L'Espagne a la capacité de couper à tout moment l'approvisionnement en électricité et en gaz du Maroc , le Maroc étant entièrement dépendant de l'Espagne pour ses besoins énergétiques. Pourtant, le gouvernement de Pedro Sánchez refuse d'utiliser cette arme stratégique en réponse à l'invasion de Ceuta, une enclave devenue aujourd'hui, un foyer de crise humanitaire, retenant l'attention des médias du monde entier.
Il convient de souligner, que Madrid dispose de deux câbles sous-marins reliant la péninsule Ibérique au nord du Maroc, par lesquels elle fournit environ 25 % de l'électricité consommée par la royauté de Mohammed VI.
Interrompre cet approvisionnement ne plongerait pas le Maroc dans le noir indéfiniment, car il a la capacité de remplacer cette énergie par des centrales au charbon , mais cela engendrerait une instabilité importante de son réseau et des coupures de courant intermittentes .
La situation est encore plus grave concernant le gaz , le Maroc étant entièrement dépendant de l'Espagne pour cet approvisionnement. Après la décision de l'Algérie – principal producteur de la région et premier exportateur vers l'Espagne de fermer le gazoduc traversant le territoire makhzenien, en 2021, le Maroc recevait la totalité de son gaz.

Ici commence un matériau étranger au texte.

use crm_shared::pagination::{PageLink, page_links};
use yew::prelude::*;

#[derive(Properties, PartialEq)]
pub struct PaginationControlsProps {
    pub current_page: usize,
    pub total_pages: usize,
    pub start_index: usize,
    pub end_index: usize,
    pub total_items: usize,
    pub has_prev: bool,
    pub has_next: bool,
    pub on_page: Callback<usize>,
    pub on_prev: Callback<MouseEvent>,
    pub on_next: Callback<MouseEvent>,
}

#[function_component(PaginationControls)]
pub fn pagination_controls(props: &PaginationControlsProps) -> Html {
    if props.total_items == 0 {
        return html! {};
    }

    let go_to = |page: usize| {
        let on_page = props.on_page.clone();
        Callback::from(move |_: MouseEvent| on_page.emit(page))
    };

    let nav_class = "px-3 py-1 rounded text-sm text-gray-300 hover:bg-gray-700 disabled:opacity-40 disabled:cursor-not-allowed";

    html! {
        <div class="flex items-center justify-between px-4 py-3 border-t border-gray-700">
            <p class="text-sm text-gray-400">
                {format!("Showing {}-{} of {}", props.start_index, props.end_index, props.total_items)}
            </p>
            if props.total_pages > 1 {
                <div class="flex items-center space-x-1">
                    <button class={nav_class} disabled={!props.has_prev} onclick={props.on_prev.clone()}>
                        {"Previous"}
                    </button>
                    { for page_links(props.current_page, props.total_pages).into_iter().map(|link| match link {
                        PageLink::Number(page) if page == props.current_page => html! {
                            <span class="px-3 py-1 rounded text-sm bg-blue-600 text-white">{page}</span>
                        },
                        PageLink::Number(page) => html! {
                            <button class="px-3 py-1 rounded text-sm text-gray-300 hover:bg-gray-700" onclick={go_to(page)}>
                                {page}
                            </button>
                        },
                        PageLink::Gap => html! { <span class="px-2 text-gray-500">{"..."}</span> },
                    }) }
                    <button class={nav_class} disabled={!props.has_next} onclick={props.on_next.clone()}>
                        {"Next"}
                    </button>
                </div>
            }
        </div>
    }
}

Suite à cette fermeture, Rabat a été contraint d'acheter du GNL (gaz naturel liquéfié) sur les marchés internationaux. Cependant, ne disposant d'aucune usine de regazéification – contrairement à l'Espagne qui en compte sept –, des navires viennent dans notre pays pour y faire regazéifier le gaz, une opération indispensable à sa consommation.
Une fois regazéifié, le gaz est ensuite acheminé vers le Maroc via le gazoduc fermé par l'Algérie, actuellement à sec, car il avait été conçu pour être bidirectionnel précisément à cette fin.
Par conséquent, fermer ce robinet ou cesser de regazéifier le GNL acheté par le Maroc le priverait d'une goutte de gaz, une tactique de pression encore plus importante qu'une éventuelle interruption de l'interconnexion électrique qui priverait temporairement le pays d'électricité.
Sans aller jusqu'à de telles extrémités, le gouvernement de Pedro Sánchez pourrait renforcer les contrôles sur les navires traversant le détroit de Gibraltar afin d'entraver les importations de charbon indispensables à la production d'électricité au Maroc. Cela pourrait engendrer des pénuries, de l'instabilité et même des coupures de courant ponctuelles.
En effet, conscient de cette possibilité et, plus généralement, de la dépendance du Maroc au charbon importé, Mohammed VI s'efforce depuis des années d'accroître l' interconnexion avec l'Espagne afin que celle-ci représente plus de 25 % de son approvisionnement. Face à cette situation, le Maroc a même proposé une interconnexion avec le Portugal , malgré la distance qui le sépare de ce dernier.
Par conséquent, il ne faut pas s'attendre à des mesures de pression dans le secteur de l'énergie, du moins à court terme, même si l'Espagne a le pouvoir de couper à tout moment l'approvisionnement en électricité et en gaz du Maroc.